I just read in TCRS Vol. II, pg. 64 in the context of whether or not a person can rightfully deny themselves the Lord's Supper in a degenerative Church (A'Brakel means here a Protestant church and he thinks you cannot and that regardless of the state of the Church you should still take the sacraments), A'Brakel makes mention of the "Covenant of the Old Testament" and says this:


> "The Covenant of the Old Testament was not an external covenant, but was none other than the covenant of grace, having the promise of both this present and future life, that is, of both spiritual and temporal benefits, such as in the present case [here referring back to the NT Sacraments]. If one wishes to refer to [the Old Testament] as a _National Covenant/I], one is merely saying that the covenant of grace was established with that nation. That it is called a typical covenant is in consequence of it typifying the entire ministry of the coming Messiah."_


----------



## Grimmson (Jul 16, 2009)

I am in the process right now of writing a paper on the differences and comparison of the Mosaic and the new covenant; including how it relates as a covenant of works and grace. 
Herman Witsius said something similar.

“It was a national covenant between God and Israel, whereby Israel promised to God a sincere obedience to all his precepts, especially to the ten words; God on the other hand promised to Israel , such an observance would be acceptable to him, nor want reward, both in life, and in that which is to come, both as to soul and body. This reciprocal promise supposed a promise of grace.” Page 186, volume 2 of The Economy of the Covenants between God and Man.

I do not personally deny the elements of grace associated with this covenant, however this same covenant is looked to as law, just as in the Adamic sense not eating of the fruit of the knowledge of Good and Evil is law and thus associated with a covenant of works as the Adamic covenant is defined.
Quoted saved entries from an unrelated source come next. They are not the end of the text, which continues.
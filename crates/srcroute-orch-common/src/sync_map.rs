//! Keyed store with explicit creation.
//!
//! `SyncMap` wraps a `BTreeMap` and exposes only operations that either
//! leave the key set untouched or say plainly that they add or remove a key.
//! Lookups return `Option`, and [`SyncMap::require`] / [`SyncMap::require_mut`]
//! turn a missing key into an error naming it. Iteration follows key order,
//! so sweeps over every slot are deterministic.

use std::collections::BTreeMap;
use std::fmt::Display;
use thiserror::Error;

/// Error type for SyncMap operations.
#[derive(Debug, Clone, PartialEq, Eq, Error)]
pub enum SyncMapError {
    #[error("key not found: {0}")]
    KeyNotFound(String),

    #[error("key already present: {0}")]
    KeyExists(String),
}

/// A keyed store that never creates entries implicitly.
///
/// # Example
///
/// ```
/// use srcroute_orch_common::SyncMap;
///
/// let mut map: SyncMap<String, u32> = SyncMap::new();
/// assert!(map.get(&"s1".to_string()).is_none());
/// assert!(map.is_empty());
///
/// map.insert("s1".to_string(), 7);
/// assert_eq!(map.require(&"s1".to_string()).unwrap(), &7);
/// ```
#[derive(Debug, Clone)]
pub struct SyncMap<K, V> {
    inner: BTreeMap<K, V>,
}

impl<K, V> SyncMap<K, V>
where
    K: Ord,
{
    pub fn new() -> Self {
        Self {
            inner: BTreeMap::new(),
        }
    }

    pub fn len(&self) -> usize {
        self.inner.len()
    }

    pub fn is_empty(&self) -> bool {
        self.inner.is_empty()
    }

    pub fn contains_key(&self, key: &K) -> bool {
        self.inner.contains_key(key)
    }

    /// Returns the value for `key`. **Never creates an entry.**
    pub fn get(&self, key: &K) -> Option<&V> {
        self.inner.get(key)
    }

    /// Returns the value for `key` mutably. **Never creates an entry.**
    pub fn get_mut(&mut self, key: &K) -> Option<&mut V> {
        self.inner.get_mut(key)
    }

    /// Inserts or replaces the value for `key`, returning the previous one.
    pub fn insert(&mut self, key: K, value: V) -> Option<V> {
        self.inner.insert(key, value)
    }

    pub fn remove(&mut self, key: &K) -> Option<V> {
        self.inner.remove(key)
    }

    pub fn iter(&self) -> impl Iterator<Item = (&K, &V)> {
        self.inner.iter()
    }

    pub fn iter_mut(&mut self) -> impl Iterator<Item = (&K, &mut V)> {
        self.inner.iter_mut()
    }

    pub fn keys(&self) -> impl Iterator<Item = &K> {
        self.inner.keys()
    }
}

impl<K, V> SyncMap<K, V>
where
    K: Ord + Display,
{
    /// Returns the value for `key` or [`SyncMapError::KeyNotFound`].
    pub fn require(&self, key: &K) -> Result<&V, SyncMapError> {
        self.inner
            .get(key)
            .ok_or_else(|| SyncMapError::KeyNotFound(key.to_string()))
    }

    /// Returns the value for `key` mutably or [`SyncMapError::KeyNotFound`].
    pub fn require_mut(&mut self, key: &K) -> Result<&mut V, SyncMapError> {
        match self.inner.get_mut(key) {
            Some(value) => Ok(value),
            None => Err(SyncMapError::KeyNotFound(key.to_string())),
        }
    }

    /// Inserts `value` only if `key` is absent.
    pub fn insert_new(&mut self, key: K, value: V) -> Result<(), SyncMapError> {
        if self.inner.contains_key(&key) {
            return Err(SyncMapError::KeyExists(key.to_string()));
        }
        self.inner.insert(key, value);
        Ok(())
    }
}

impl<K: Ord, V> Default for SyncMap<K, V> {
    fn default() -> Self {
        Self::new()
    }
}

impl<K: Ord, V> FromIterator<(K, V)> for SyncMap<K, V> {
    fn from_iter<I: IntoIterator<Item = (K, V)>>(iter: I) -> Self {
        Self {
            inner: iter.into_iter().collect(),
        }
    }
}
A recent example of the Adamic covenant being that of a covenant of works can been seen in Jeffrey Nichaus recent work on the origin of covenantal thought. 

I do think Mosaic covenant needs to be looked at historically first and formost and then reviewed systematically with the new covenant in Christ. I do think we can see a clear works orientation to that of the old covenant and that its these works through Christ that we receive that imputed righteousness and the law fulfilled. 

I am in the early stages of my work and be willing to add more later. I may change on seeing the old covenant as a mixture of grace and works, with the focus being on works, but will see.


----------